Are you sure it was that high? (18kHz) That's at the upper limit of most SR gear, and I'm fairly certain nothing Bose sells would reproduce it....the Panaray 802 series III is 10dB down at 15kHz.

 

You didn't state you age or that of the band or majority of the audience...Ironically, if you're younger, and they're older, it's entirely possible they didn't hear it at all...I know at 54 my upper limit is about 12kHz.

 

Regarding the "what" part of this, my first guess would be a component failure somewhere in someone's gear was sending that signal...or not filtering it.

Link to comment
Share on other sites

  • Members

Thanks for the response Craig. No, I'm not sure it was 18K. It was just way higher frequency than any notes being played or sung, Much higher than typical mike feedback. As far as age goes the band looked to be late twenties. The audience was children up to old folks around 60. As my fifty year old ears heard this I said "Wow" out loud to my forty year old date and she knew what I was commenting on.
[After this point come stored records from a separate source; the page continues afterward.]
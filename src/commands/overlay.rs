use crate::constants::OVERLAY_CGI;
use crate::error::Result;
use crate::protocol::CgiQuery;
use crate::transport::Transport;
use crate::vapix::VapixCam;
use async_trait::async_trait;

#[async_trait]
pub trait Overlay: Send + Sync {
    /// Current dynamic overlay text
    async fn get_overlay_text(&self, camera: Option<u32>) -> Result<String>;

    /// Replace the dynamic overlay text (shown where `%D` appears in the overlay)
    async fn set_overlay_text(&self, text: &str, camera: Option<u32>) -> Result<String>;
}

#[async_trait]
impl<T: Transport> Overlay for VapixCam<T> {
    async fn get_overlay_text(&self, camera: Option<u32>) -> Result<String> {
        let query = CgiQuery::new()
            .with("action", "gettext")
            .with_opt("camera", camera);
        self.get_text(OVERLAY_CGI, query).await
    }

    async fn set_overlay_text(&self, text: &str, camera: Option<u32>) -> Result<String> {
        let query = CgiQuery::new()
            .with("action", "settext")
            .with("text", text)
            .with_opt("camera", camera);
        self.get_text(OVERLAY_CGI, query).await
    }
}

#[cfg(test)]
mod tests {
    use super::*;
    use crate::mock::{MockTransport, camera};

    #[tokio::test]
    async fn overlay_round_trip_requests() {
        let cam = camera(MockTransport::new().reply(200, "OK").reply(200, "Gate 3"));
        cam.set_overlay_text("Gate 3", Some(1)).await.unwrap();
        let (path, query) = cam.transport.last_request();
        assert_eq!(path, "/axis-cgi/dynamicoverlay.cgi");
        assert_eq!(query.get("action"), Some("settext"));
        assert_eq!(query.get("text"), Some("Gate 3"));
        assert_eq!(query.get("camera"), Some("1"));

        assert_eq!(cam.get_overlay_text(None).await.unwrap(), "Gate 3");
        let (_, query) = cam.transport.last_request();
        assert_eq!(query.get("action"), Some("gettext"));
        assert_eq!(query.get("camera"), None);
    }
}
use crate::constants::PTZ_CGI;
use crate::error::Result;
use crate::protocol::{
    CgiQuery, ParamList, Preset, RawResponse, check_response, parse_key_values, parse_presets,
};
use crate::transport::Transport;
use crate::vapix::VapixCam;
use async_trait::async_trait;
use log::{debug, warn};
use strum_macros::AsRefStr;

#[derive(Debug, Clone, Copy, PartialEq, Eq, AsRefStr)]
#[strum(serialize_all = "lowercase")]
pub enum Direction {
    Home,
    Up,
    Down,
    Left,
    Right,
    UpLeft,
    UpRight,
    DownLeft,
    DownRight,
    Stop,
}

#[derive(Debug, Clone, Copy, PartialEq, Eq, AsRefStr)]
#[strum(serialize_all = "lowercase")]
pub enum PtzQuery {
    Position,
    PresetPosCam,
    PresetPosAll,
    Speed,
    Limits,
}

#[derive(Debug, Clone, Copy, PartialEq, Eq, AsRefStr)]
#[strum(serialize_all = "lowercase")]
pub enum IrCutFilterMode {
    On,
    Off,
    Auto,
}

/// One `ptz.cgi` command. Optional fields are left out of the request.
#[derive(Debug, Clone, PartialEq)]
pub enum PtzRequest {
    AbsoluteMove {
        pan: Option<f64>,
        tilt: Option<f64>,
        zoom: Option<i32>,
        speed: Option<u32>,
    },
    RelativeMove {
        pan: Option<f64>,
        tilt: Option<f64>,
        zoom: Option<i32>,
        speed: Option<u32>,
    },
    ContinuousMove {
        pan: i32,
        tilt: i32,
        zoom: i32,
    },
    CenterMove {
        x: i32,
        y: i32,
        speed: Option<u32>,
    },
    AreaZoom {
        x: i32,
        y: i32,
        zoom: i32,
        speed: Option<u32>,
    },
    Move {
        direction: Direction,
        speed: Option<u32>,
    },
    SetSpeed(u32),
    GoToServerPresetName {
        name: String,
        speed: Option<u32>,
    },
    GoToServerPresetNo {
        number: u32,
        speed: Option<u32>,
    },
    GoToDevicePreset {
        number: u32,
        speed: Option<u32>,
    },
    SetServerPresetName(String),
    RemoveServerPresetName(String),
    AutoFocus(bool),
    AutoIris(bool),
    Focus(i32),
    Iris(i32),
    IrCutFilter(IrCutFilterMode),
    Query(PtzQuery),
    Info,
}

fn on_off(value: bool) -> &'static str {
    if value { "on" } else { "off" }
}

impl PtzRequest {
    pub fn to_query(&self) -> CgiQuery {
        match self {
            PtzRequest::AbsoluteMove {
                pan,
                tilt,
                zoom,
                speed,
            } => CgiQuery::new()
                .with_opt("pan", *pan)
                .with_opt("tilt", *tilt)
                .with_opt("zoom", *zoom)
                .with_opt("speed", *speed),
            PtzRequest::RelativeMove {
                pan,
                tilt,
                zoom,
                speed,
            } => CgiQuery::new()
                .with_opt("rpan", *pan)
                .with_opt("rtilt", *tilt)
                .with_opt("rzoom", *zoom)
                .with_opt("speed", *speed),
            PtzRequest::ContinuousMove { pan, tilt, zoom } => CgiQuery::new()
                .with("continuouspantiltmove", format!("{},{}", pan, tilt))
                .with("continuouszoommove", zoom),
            PtzRequest::CenterMove { x, y, speed } => CgiQuery::new()
                .with("center", format!("{},{}", x, y))
                .with_opt("speed", *speed),
            PtzRequest::AreaZoom { x, y, zoom, speed } => CgiQuery::new()
                .with("areazoom", format!("{},{},{}", x, y, zoom))
                .with_opt("speed", *speed),
            PtzRequest::Move { direction, speed } => CgiQuery::new()
                .with("move", direction.as_ref())
                .with_opt("speed", *speed),
            PtzRequest::SetSpeed(speed) => CgiQuery::new().with("speed", speed),
            PtzRequest::GoToServerPresetName { name, speed } => CgiQuery::new()
                .with("gotoserverpresetname", name)
                .with_opt("speed", *speed),
            PtzRequest::GoToServerPresetNo { number, speed } => CgiQuery::new()
                .with("gotoserverpresetno", number)
                .with_opt("speed", *speed),
            PtzRequest::GoToDevicePreset { number, speed } => CgiQuery::new()
                .with("gotodevicepreset", number)
                .with_opt("speed", *speed),
            PtzRequest::SetServerPresetName(name) => {
                CgiQuery::new().with("setserverpresetname", name)
            }
            PtzRequest::RemoveServerPresetName(name) => {
                CgiQuery::new().with("removeserverpresetname", name)
            }
            PtzRequest::AutoFocus(on) => CgiQuery::new().with("autofocus", on_off(*on)),
            PtzRequest::AutoIris(on) => CgiQuery::new().with("autoiris", on_off(*on)),
            PtzRequest::Focus(focus) => CgiQuery::new().with("focus", focus),
            PtzRequest::Iris(iris) => CgiQuery::new().with("iris", iris),
            PtzRequest::IrCutFilter(mode) => CgiQuery::new().with("ircutfilter", mode.as_ref()),
            PtzRequest::Query(query) => CgiQuery::new().with("query", query.as_ref()),
            PtzRequest::Info => CgiQuery::new().with("info", 1),
        }
    }
}

/// Fields reported by `query=position`. Which fields exist depends on the model.
#[derive(Debug, Clone, Default, PartialEq)]
pub struct PtzStatus(pub ParamList);

impl PtzStatus {
    pub fn get(&self, field: &str) -> Option<&str> {
        self.0.get(field)
    }

    pub fn pan(&self) -> Option<&str> {
        self.get("pan")
    }

    pub fn tilt(&self) -> Option<&str> {
        self.get("tilt")
    }

    pub fn zoom(&self) -> Option<&str> {
        self.get("zoom")
    }

    pub fn focus(&self) -> Option<&str> {
        self.get("focus")
    }

    pub fn iris(&self) -> Option<&str> {
        self.get("iris")
    }

    pub fn autofocus(&self) -> Option<&str> {
        self.get("autofocus")
    }

    pub fn autoiris(&self) -> Option<&str> {
        self.get("autoiris")
    }
}

#[derive(Debug, Clone, Default, PartialEq, Eq)]
pub struct PanTiltZoom {
    pub pan: Option<String>,
    pub tilt: Option<String>,
    pub zoom: Option<String>,
}

#[async_trait]
pub trait Ptz: Send + Sync {
    /// Send any PTZ command and return the raw reply
    async fn ptz_command(&self, request: PtzRequest) -> Result<RawResponse>;

    /// Move to an absolute position
    async fn absolute_move(
        &self,
        pan: Option<f64>,
        tilt: Option<f64>,
        zoom: Option<i32>,
        speed: Option<u32>,
    ) -> Result<String>;

    /// Move relative to the current position
    async fn relative_move(
        &self,
        pan: Option<f64>,
        tilt: Option<f64>,
        zoom: Option<i32>,
        speed: Option<u32>,
    ) -> Result<String>;

    /// Start moving at the given velocities (-100..100) until stopped
    async fn continuous_move(&self, pan: i32, tilt: i32, zoom: i32) -> Result<String>;

    /// Stop any continuous movement
    async fn stop_move(&self) -> Result<String>;

    /// Center the view on an image coordinate
    async fn center_move(&self, x: i32, y: i32, speed: Option<u32>) -> Result<String>;

    /// Center on an image coordinate and zoom by `zoom` (100 = no change)
    async fn area_zoom(&self, x: i32, y: i32, zoom: i32, speed: Option<u32>) -> Result<String>;

    /// Step in a direction
    async fn move_to(&self, direction: Direction, speed: Option<u32>) -> Result<String>;

    /// Return to the home position
    async fn go_home(&self, speed: Option<u32>) -> Result<String>;

    /// Current PTZ status
    async fn get_status(&self) -> Result<PtzStatus>;

    async fn get_pan_tilt_zoom(&self) -> Result<PanTiltZoom>;

    async fn get_zoom(&self) -> Result<Option<String>>;

    async fn get_focus(&self) -> Result<Option<String>>;

    /// Presets stored on the camera
    async fn list_presets(&self) -> Result<Vec<Preset>>;

    /// Presets of all kinds, in the order the device reports them
    async fn list_all_presets(&self) -> Result<Vec<Preset>>;

    /// Default movement speed, or `None` when the device cannot report it
    async fn get_speed(&self) -> Result<Option<u32>>;

    async fn set_speed(&self, speed: u32) -> Result<String>;

    async fn go_to_server_preset_name(&self, name: &str, speed: Option<u32>) -> Result<String>;

    async fn go_to_server_preset_no(&self, number: u32, speed: Option<u32>) -> Result<String>;

    async fn go_to_device_preset(&self, number: u32, speed: Option<u32>) -> Result<String>;

    /// Store the current position as a named preset
    async fn set_server_preset_name(&self, name: &str) -> Result<String>;

    async fn remove_server_preset_name(&self, name: &str) -> Result<String>;

    async fn auto_focus(&self, on: bool) -> Result<String>;

    async fn auto_iris(&self, on: bool) -> Result<String>;

    async fn set_focus(&self, focus: i32) -> Result<String>;

    async fn set_iris(&self, iris: i32) -> Result<String>;

    async fn ir_cut_filter(&self, mode: IrCutFilterMode) -> Result<String>;

    /// Commands supported by this PTZ driver
    async fn ptz_info(&self) -> Result<String>;
}

impl<T: Transport> VapixCam<T> {
    async fn ptz_text(&self, request: PtzRequest) -> Result<String> {
        Ok(check_response(self.ptz_command(request).await?)?.text)
    }
}

#[async_trait]
impl<T: Transport> Ptz for VapixCam<T> {
    async fn ptz_command(&self, request: PtzRequest) -> Result<RawResponse> {
        let timestamp = chrono::Utc::now().timestamp();
        let query = CgiQuery::new()
            .with("camera", 1)
            .with("html", "no")
            .with("timestamp", timestamp)
            .merge(request.to_query());
        self.send(PTZ_CGI, query).await
    }

    async fn absolute_move(
        &self,
        pan: Option<f64>,
        tilt: Option<f64>,
        zoom: Option<i32>,
        speed: Option<u32>,
    ) -> Result<String> {
        self.ptz_text(PtzRequest::AbsoluteMove {
            pan,
            tilt,
            zoom,
            speed,
        })
        .await
    }

    async fn relative_move(
        &self,
        pan: Option<f64>,
        tilt: Option<f64>,
        zoom: Option<i32>,
        speed: Option<u32>,
    ) -> Result<String> {
        self.ptz_text(PtzRequest::RelativeMove {
            pan,
            tilt,
            zoom,
            speed,
        })
        .await
    }

    async fn continuous_move(&self, pan: i32, tilt: i32, zoom: i32) -> Result<String> {
        self.ptz_text(PtzRequest::ContinuousMove { pan, tilt, zoom })
            .await
    }

    async fn stop_move(&self) -> Result<String> {
        self.continuous_move(0, 0, 0).await
    }

    async fn center_move(&self, x: i32, y: i32, speed: Option<u32>) -> Result<String> {
        self.ptz_text(PtzRequest::CenterMove { x, y, speed }).await
    }

    async fn area_zoom(&self, x: i32, y: i32, zoom: i32, speed: Option<u32>) -> Result<String> {
        self.ptz_text(PtzRequest::AreaZoom { x, y, zoom, speed })
            .await
    }

    async fn move_to(&self, direction: Direction, speed: Option<u32>) -> Result<String> {
        self.ptz_text(PtzRequest::Move { direction, speed }).await
    }

    async fn go_home(&self, speed: Option<u32>) -> Result<String> {
        self.move_to(Direction::Home, speed).await
    }

    async fn get_status(&self) -> Result<PtzStatus> {
        let text = self
            .ptz_text(PtzRequest::Query(PtzQuery::Position))
            .await?;
        Ok(PtzStatus(parse_key_values(&text)))
    }

    async fn get_pan_tilt_zoom(&self) -> Result<PanTiltZoom> {
        let status = self.get_status().await?;
        Ok(PanTiltZoom {
            pan: status.pan().map(str::to_string),
            tilt: status.tilt().map(str::to_string),
            zoom: status.zoom().map(str::to_string),
        })
    }

    async fn get_zoom(&self) -> Result<Option<String>> {
        Ok(self.get_status().await?.zoom().map(str::to_string))
    }

    async fn get_focus(&self) -> Result<Option<String>> {
        Ok(self.get_status().await?.focus().map(str::to_string))
    }

    async fn list_presets(&self) -> Result<Vec<Preset>> {
        let text = self
            .ptz_text(PtzRequest::Query(PtzQuery::PresetPosCam))
            .await?;
        Ok(parse_presets(&text))
    }

    async fn list_all_presets(&self) -> Result<Vec<Preset>> {
        let text = self
            .ptz_text(PtzRequest::Query(PtzQuery::PresetPosAll))
            .await?;
        Ok(parse_presets(&text))
    }

    async fn get_speed(&self) -> Result<Option<u32>> {
        let response = self
            .ptz_command(PtzRequest::Query(PtzQuery::Speed))
            .await?;

        if response.status != 200 || response.text.contains("Error") {
            warn!(
                "[{}] Speed query failed ({}): {}",
                self.host(),
                response.status,
                response.text.trim()
            );
            return Ok(None);
        }

        let speed = parse_key_values(&response.text)
            .get("speed")
            .and_then(|s| s.parse::<u32>().ok());
        if speed.is_none() {
            debug!("No numeric speed in reply: {}", response.text.trim());
        }
        Ok(speed)
    }

    async fn set_speed(&self, speed: u32) -> Result<String> {
        self.ptz_text(PtzRequest::SetSpeed(speed)).await
    }

    async fn go_to_server_preset_name(&self, name: &str, speed: Option<u32>) -> Result<String> {
        self.ptz_text(PtzRequest::GoToServerPresetName {
            name: name.to_string(),
            speed,
        })
        .await
    }

    async fn go_to_server_preset_no(&self, number: u32, speed: Option<u32>) -> Result<String> {
        self.ptz_text(PtzRequest::GoToServerPresetNo { number, speed })
            .await
    }

    async fn go_to_device_preset(&self, number: u32, speed: Option<u32>) -> Result<String> {
        self.ptz_text(PtzRequest::GoToDevicePreset { number, speed })
            .await
    }

    async fn set_server_preset_name(&self, name: &str) -> Result<String> {
        self.ptz_text(PtzRequest::SetServerPresetName(name.to_string()))
            .await
    }

    async fn remove_server_preset_name(&self, name: &str) -> Result<String> {
        self.ptz_text(PtzRequest::RemoveServerPresetName(name.to_string()))
            .await
    }

    async fn auto_focus(&self, on: bool) -> Result<String> {
        self.ptz_text(PtzRequest::AutoFocus(on)).await
    }

    async fn auto_iris(&self, on: bool) -> Result<String> {
        self.ptz_text(PtzRequest::AutoIris(on)).await
    }

    async fn set_focus(&self, focus: i32) -> Result<String> {
        self.ptz_text(PtzRequest::Focus(focus)).await
    }

    async fn set_iris(&self, iris: i32) -> Result<String> {
        self.ptz_text(PtzRequest::Iris(iris)).await
    }

    async fn ir_cut_filter(&self, mode: IrCutFilterMode) -> Result<String> {
        self.ptz_text(PtzRequest::IrCutFilter(mode)).await
    }

    async fn ptz_info(&self) -> Result<String> {
        self.ptz_text(PtzRequest::Info).await
    }
}
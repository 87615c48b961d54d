pub mod commands;
pub mod config;
pub mod constants;
pub mod digest;
pub mod error;
pub mod protocol;
pub mod transport;
pub mod vapix;

#[cfg(test)]
pub(crate) mod mock;

pub use commands::*;
pub use config::{CameraConfig, Scheme};
pub use error::{Result, VapixError};
pub use protocol::{CgiQuery, ParamList, ParamValue, Preset, RawResponse};
pub use transport::{HttpTransport, Transport};
pub use vapix::VapixCam;
pub mod image_settings;
pub mod overlay;
pub mod parameters;
pub mod ptz;
pub mod snapshot;
pub mod stream_profile;
pub mod system_info;
pub mod user_management;

pub use image_settings::*;
pub use overlay::*;
pub use parameters::*;
pub use ptz::*;
pub use snapshot::*;
pub use stream_profile::*;
pub use system_info::*;
pub use user_management::*;

/// Result of a mutation guarded by an existence check.
#[derive(Debug, Clone, PartialEq, Eq)]
pub enum Outcome {
    /// The request was sent; holds the device reply.
    Applied(String),
    /// The precondition failed and nothing was sent.
    Conflict(String),
}

impl Outcome {
    pub fn is_applied(&self) -> bool {
        matches!(self, Outcome::Applied(_))
    }

    pub fn message(&self) -> &str {
        match self {
            Outcome::Applied(message) | Outcome::Conflict(message) => message,
        }
    }
}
After looking at a picture of the Panaray 802 I can confirm that was the mains being used.

I am just curios in an audio geek sort of way to identify what was generating this tone.

Link to comment
Share on other sites

  • Members

I had a band mate once who had a pair of Behringer B215D speakers. They would whine around 10kHz whenever they weren't plugged into the same power bar as the mixer. I attributed this to poor power supply design. The owner didn't care, he was well over 60. :)

Link to comment
Share on other sites

  • Members

I recall experiencing this phenomenon as described. The cause was the negative speaker outputs of two different amplifiers were tied together... due to shorted together pins 1- and 2- on a Speakon NL4 patchbay running bi-amped monitors.

Link to comment
Share on other sites

  • Members

I've once experienced guitar rig that had high pitch whine when he stop playing it wasn't guitar feedback either just unusual high pitch sound when he stop playing. Which i made him aware of it but just shrug it off so what. Although drove a lot people nuts. So use the mute button when he stop playing. Also had active sub that use to oscillate low frequency before it finally took a dump.

 

Link to comment
Share on other sites

  • Members

I've heard a similar sound in two instances; one was an effects processor receiving a signal from and aux send and being returned to board channel with that same aux on the return channel not quite turned down all the way. The other time was an extremely hot channel turned down cross talking into an adjacent channel.

Link to comment
Share on other sites

  • Members

I had an interesting experience at an outdoor festival this past weekend. There were times of what sounded like sustained feedback - which surprised me because the FOH guy, who was also doing the monitor mixes, was on the ball and normally would have caught it right away.

 

The problem disappeared when an FM radio transmitter, which was being used to broadcast the event locally, was switched off.

Link to comment
Share on other sites

Archived

This topic is now archived and is closed to further replies.

×
×
  • Create New...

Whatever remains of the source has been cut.